*WHAT IS REQUIRED*:
From the first line of the material through the line containing "request), and discarded", restate everything word for word and nothing more.

*SUPPLIED MATERIAL*:

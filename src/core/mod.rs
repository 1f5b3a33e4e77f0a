//! Floor core: shared state, the two task kinds, and the coordinator.
//!
//! Internal modules:
//! - [`context`]: one shared-state bundle passed to every task;
//! - [`teller`]: the worker loop and serve state machine;
//! - [`customer`]: one customer's visit, arrival to departure;
//! - [`bank`]: spawns both pools and drives close-out.

mod bank;
mod context;
mod customer;
mod teller;

pub use bank::Bank;
pub use context::FloorContext;
pub use customer::run_customer;
pub use teller::Teller;
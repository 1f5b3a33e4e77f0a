//! # Customer request: the record shared between one customer and one teller.
//!
//! A [`CustomerRequest`] is created by the customer on arrival, handed to
//! exactly one teller through the work queue (the queue pop is the ownership
//! hand-off — no two tellers can dequeue the same request), and discarded
//! once the handshake completes. It is a fixed-shape record: constructed
//! once, never restructured.

use std::fmt;
use std::sync::{Arc, OnceLock};

use super::rendezvous::Rendezvous;

/// Kind of transaction a customer wants to run.
///
/// Withdrawals additionally require the manager's permission before the
/// teller may visit the safe.
#[derive(Debug, Clone, Copy, PartialEq, Eq)]
pub enum Transaction {
    Deposit,
    Withdrawal,
}

impl fmt::Display for Transaction {
    fn fmt(&self, f: &mut fmt::Formatter<'_>) -> fmt::Result {
        match self {
            Transaction::Deposit => f.write_str("Deposit"),
            Transaction::Withdrawal => f.write_str("Withdrawal"),
        }
    }
}

/// One customer's pending service request.
///
/// The customer task keeps one `Arc` handle; the queue carries the other to
/// the serving teller. `teller` is written exactly once, by the teller that
/// dequeues the request, before the first handshake signal.
#[derive(Debug)]
pub struct CustomerRequest {
    id: u64,
    transaction: Transaction,
    teller: OnceLock<u32>,
    rendezvous: Rendezvous,
}

impl CustomerRequest {
    /// Creates a request for the given customer and transaction kind.
    pub fn new(id: u64, transaction: Transaction) -> Arc<Self> {
        Arc::new(Self {
            id,
            transaction,
            teller: OnceLock::new(),
            rendezvous: Rendezvous::new(),
        })
    }

    /// The arriving customer's id.
    pub fn id(&self) -> u64 {
        self.id
    }

    /// The transaction the customer wants to run.
    pub fn transaction(&self) -> Transaction {
        self.transaction
    }

    /// Records the serving teller's id. Called once, by that teller, before
    /// the Assignment signal; later calls are ignored.
    pub fn assign_teller(&self, teller: u32) {
        let _ = self.teller.set(teller);
    }

    /// The assigned teller id, once Assignment has happened.
    pub fn assigned_teller(&self) -> Option<u32> {
        self.teller.get().copied()
    }

    /// The handshake channel shared by the two parties.
    pub fn rendezvous(&self) -> &Rendezvous {
        &self.rendezvous
    }
}

#[cfg(test)]
mod tests {
    use super::*;

    #[test]
    fn teller_is_assigned_exactly_once() {
        let req = CustomerRequest::new(7, Transaction::Deposit);
        assert_eq!(req.assigned_teller(), None);
        req.assign_teller(1);
        req.assign_teller(2);
        assert_eq!(req.assigned_teller(), Some(1));
    }

    #[test]
    fn transaction_kind_is_readable_by_both_sides() {
        let req = CustomerRequest::new(3, Transaction::Withdrawal);
        let teller_side = req.clone();
        assert_eq!(teller_side.transaction(), Transaction::Withdrawal);
        assert_eq!(req.id(), 3);
        assert_eq!(format!("{}", req.transaction()), "Withdrawal");
    }
}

*ANSWER TO THE EXERCISE*:
filename src/core/mod.rs
repository 1f5b3a33e4e77f0a
//! Floor core: shared state, the two task kinds, and the coordinator.
//!
//! Internal modules:
//! - [`context`]: one shared-state bundle passed to every task;
//! - [`teller`]: the worker loop and serve state machine;
//! - [`customer`]: one customer's visit, arrival to departure;
//! - [`bank`]: spawns both pools and drives close-out.

mod bank;
mod context;
mod customer;
mod teller;

pub use bank::Bank;
pub use context::FloorContext;
pub use customer::run_customer;
pub use teller::Teller;
repository 1f5b3a33e4e77f0a
//! # Customer request: the record shared between one customer and one teller.
//!
//! A [`CustomerRequest`] is created by the customer on arrival, handed to
//! exactly one teller through the work queue (the queue pop is the ownership
//! hand-off — no two tellers can dequeue the same request), and discarded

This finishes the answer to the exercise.